A certain law firm consists of 4 senior partners and 6 junior partners. How many different groups of 3 partners can be formd in which at least one member of the group is a senior partner? (Two groups are considered different if at least one group member is different)
A) 48
b) 100
c) 120
d) 288
e) 600
When I looked at this question, I wanted to apply the SLOT method. And this is how I thought about it
3 slots: we must have one senior partner, and the other 2 slots can be filled by any body
4*9*8=288
Now, since order does NOT matter -- we're picking "groups" of 3 here...we must divide by the factorial of the number of inter-changeable items.
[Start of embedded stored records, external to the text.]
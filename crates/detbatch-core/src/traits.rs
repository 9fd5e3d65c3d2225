use std::path::Path;

use crate::error::Result;
use crate::types::{Detection, ImageGeometry, Letterbox, RawImage};

/// Turns an image file into a model input tensor.
///
/// Implementations must be deterministic and must only write into the
/// caller-supplied `out` buffer; a single instance is shared by reference
/// across threads.
pub trait Transform: Send + Sync {
    /// Decode the file at `source` into an RGB8 image.
    fn decode(&self, source: &Path) -> Result<RawImage>;

    /// Resize/pad `image` to `target_width × target_height`, normalize it and
    /// write the planar CHW tensor into `out`.
    ///
    /// With `fill` set the image is stretched to the target size; otherwise
    /// the aspect ratio is kept and the borders are padded.
    fn transform(
        &self,
        image: &RawImage,
        target_width: u32,
        target_height: u32,
        fill: bool,
        out: &mut [f32],
    ) -> Result<Letterbox>;
}

/// An inference engine instance.
///
/// A detector is not required to tolerate concurrent calls: the pipeline
/// gives every worker thread its own instance and only ever calls it from
/// that worker.
pub trait Detector: Send {
    /// Human-readable name for tracing.
    fn name(&self) -> &str {
        "detector"
    }

    /// Run inference on a preprocessed tensor and return detections in
    /// original-image coordinates, in model output order.
    fn detect(&mut self, tensor: &[f32], geometry: &ImageGeometry) -> Result<Vec<Detection>>;
}
//! Configuration for a control connection.
//!
//! [`ControllerConfig`] bundles where to connect, how to authenticate and
//! the optional deadlines applied to connecting and to each transaction.

use crate::auth::AuthCredential;
use crate::error::{ControlError, Result};
use std::path::PathBuf;
use std::time::Duration;

/// The daemon's default control endpoint.
pub const DEFAULT_CONTROL_ADDR: &str = "127.0.0.1:9051";

/// Environment variable holding the control address (`host:port` or a bare port).
pub const ENV_CONTROL_PORT: &str = "TOR_CONTROL_PORT";

/// Environment variable holding the control password.
pub const ENV_PASSWORD: &str = "TOR_PASSWORD";

/// Environment variable holding an explicit cookie file path.
pub const ENV_COOKIE_FILE: &str = "TOR_COOKIE_FILE";

/// Configuration for connecting to a control port.
#[derive(Debug, Clone)]
pub struct ControllerConfig {
    /// The `host:port` to connect to.
    pub address: String,
    /// Credentials used by [`crate::Controller::connect_with_config`].
    pub auth: AuthCredential,
    /// Deadline for establishing the TCP connection.
    pub connect_timeout: Option<Duration>,
    /// Deadline for each request/response round trip.
    pub request_timeout: Option<Duration>,
}

impl Default for ControllerConfig {
    fn default() -> Self {
        Self {
            address: DEFAULT_CONTROL_ADDR.to_string(),
            auth: AuthCredential::None,
            connect_timeout: None,
            request_timeout: None,
        }
    }
}

impl ControllerConfig {
    /// Create a new configuration with default settings.
    pub fn new() -> Self {
        Self::default()
    }

    /// Build a configuration from `TOR_CONTROL_PORT`, `TOR_PASSWORD` and
    /// `TOR_COOKIE_FILE`. Unset variables keep their defaults; a password
    /// takes precedence over a cookie file.
    pub fn from_env() -> Result<Self> {
        Self::from_lookup(|key| std::env::var(key).ok())
    }

    /// Like [`ControllerConfig::from_env`] with a custom variable source.
    pub fn from_lookup<F>(lookup: F) -> Result<Self>
    where
        F: Fn(&str) -> Option<String>,
    {
        let mut config = Self::default();

        if let Some(addr) = lookup(ENV_CONTROL_PORT).filter(|v| !v.is_empty()) {
            config.address = if addr.contains(':') {
                addr
            } else {
                let port: u16 = addr.parse().map_err(|_| {
                    ControlError::InvalidArgument(format!(
                        "{} is not a port or address: '{}'",
                        ENV_CONTROL_PORT, addr
                    ))
                })?;
                format!("127.0.0.1:{}", port)
            };
        }

        if let Some(password) = lookup(ENV_PASSWORD) {
            config.auth = AuthCredential::Password(password);
        } else if let Some(path) = lookup(ENV_COOKIE_FILE).filter(|v| !v.is_empty()) {
            config.auth = AuthCredential::CookieFile(PathBuf::from(path));
        }

        Ok(config)
    }

    /// Set the control address.
    pub fn address(mut self, address: impl Into<String>) -> Self {
        self.address = address.into();
        self
    }

    /// Set authentication credentials.
    pub fn auth(mut self, auth: AuthCredential) -> Self {
        self.auth = auth;
        self
    }

    /// Set password authentication.
    pub fn password(mut self, password: impl Into<String>) -> Self {
        self.auth = AuthCredential::Password(password.into());
        self
    }

    /// Authenticate with the cookie file the daemon advertises.
    pub fn cookie(mut self) -> Self {
        self.auth = AuthCredential::Cookie;
        self
    }

    /// Authenticate with an explicit cookie file.
    pub fn cookie_file(mut self, path: impl Into<PathBuf>) -> Self {
        self.auth = AuthCredential::CookieFile(path.into());
        self
    }

    /// Set the connection timeout.
    pub fn connect_timeout(mut self, timeout: Duration) -> Self {
        self.connect_timeout = Some(timeout);
        self
    }

    /// Set the per-request timeout.
    pub fn request_timeout(mut self, timeout: Duration) -> Self {
        self.request_timeout = Some(timeout);
        self
    }
}

#[cfg(test)]
mod tests {
    use super::*;
    use std::collections::HashMap;

    fn lookup(vars: &[(&str, &str)]) -> impl Fn(&str) -> Option<String> {
        let vars: HashMap<String, String> = vars
            .iter()
            .map(|(k, v)| (k.to_string(), v.to_string()))
            .collect();
        move |key| vars.get(key).cloned()
    }

    #[test]
    fn test_default_config() {
        let config = ControllerConfig::default();
        assert_eq!(config.address, "127.0.0.1:9051");
        assert!(matches!(config.auth, AuthCredential::None));
        assert!(config.connect_timeout.is_none());
        assert!(config.request_timeout.is_none());
    }

    #[test]
    fn test_config_builder() {
        let config = ControllerConfig::new()
            .address("localhost:9151")
            .password("mypassword")
            .connect_timeout(Duration::from_secs(10))
            .request_timeout(Duration::from_secs(5));

        assert_eq!(config.address, "localhost:9151");
        assert!(matches!(config.auth, AuthCredential::Password(_)));
        assert_eq!(config.connect_timeout, Some(Duration::from_secs(10)));
        assert_eq!(config.request_timeout, Some(Duration::from_secs(5)));

        let config = config.cookie_file("/run/tor/control.authcookie");
        assert!(matches!(config.auth, AuthCredential::CookieFile(_)));
        assert!(matches!(config.cookie().auth, AuthCredential::Cookie));
    }

    #[test]
    fn test_from_lookup() {
        let config = ControllerConfig::from_lookup(lookup(&[])).unwrap();
        assert_eq!(config.address, DEFAULT_CONTROL_ADDR);

        let config = ControllerConfig::from_lookup(lookup(&[
            (ENV_CONTROL_PORT, "9151"),
            (ENV_PASSWORD, "secret"),
            (ENV_COOKIE_FILE, "/tmp/cookie"),
        ]))
        .unwrap();
        assert_eq!(config.address, "127.0.0.1:9151");
        assert!(matches!(config.auth, AuthCredential::Password(ref p) if p == "secret"));

        let config = ControllerConfig::from_lookup(lookup(&[
            (ENV_CONTROL_PORT, "10.0.0.2:9051"),
            (ENV_COOKIE_FILE, "/tmp/cookie"),
        ]))
        .unwrap();
        assert_eq!(config.address, "10.0.0.2:9051");
        assert!(matches!(config.auth, AuthCredential::CookieFile(_)));
    }

    #[test]
    fn test_from_lookup_rejects_bad_port() {
        let err = ControllerConfig::from_lookup(lookup(&[(ENV_CONTROL_PORT, "ninety")]));
        assert!(matches!(err, Err(ControlError::InvalidArgument(_))));
    }
}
There are 3 inter-changeable items.
Let senior partner = SP and junior partner = JP
SP, JP, JP
JP, SP, JP
JP, JP, SP
*are all the same
Thus, we divide 288/3! = 48
Note: my interpretation of a group is that it doesn't matter how the 3 items are arranged within that group. And it doesn't matter what those 3 items are.
The OA is 100.
HOW and WHY is my approach incorrect? nope -- can't do this. as soon as you start talking about SP vs. JP, you have just created spots that are NOT interchangeable. when we say "interchangeable positions", they have to be exactly identical positions; any distinctions, such as SP vs. JP, nullifies this idea. so, you've got to break this down into the separate cases with different numbers of SP's and JP's, and divide by the appropriate factorials. i.e. all 3 SP's --> all three spots are interchangeable. therefore, this yields (4x3x2)/ 3! = 4. 2 SP's and 1 JP --> only the two SP spots are interchangeable. therefore you have (4x3x6)/ 2! = 36. 1 SP and 2 JP's --> only the two JP spots are interchangeable. therefore you have (4x6x5)/ 2! = 60.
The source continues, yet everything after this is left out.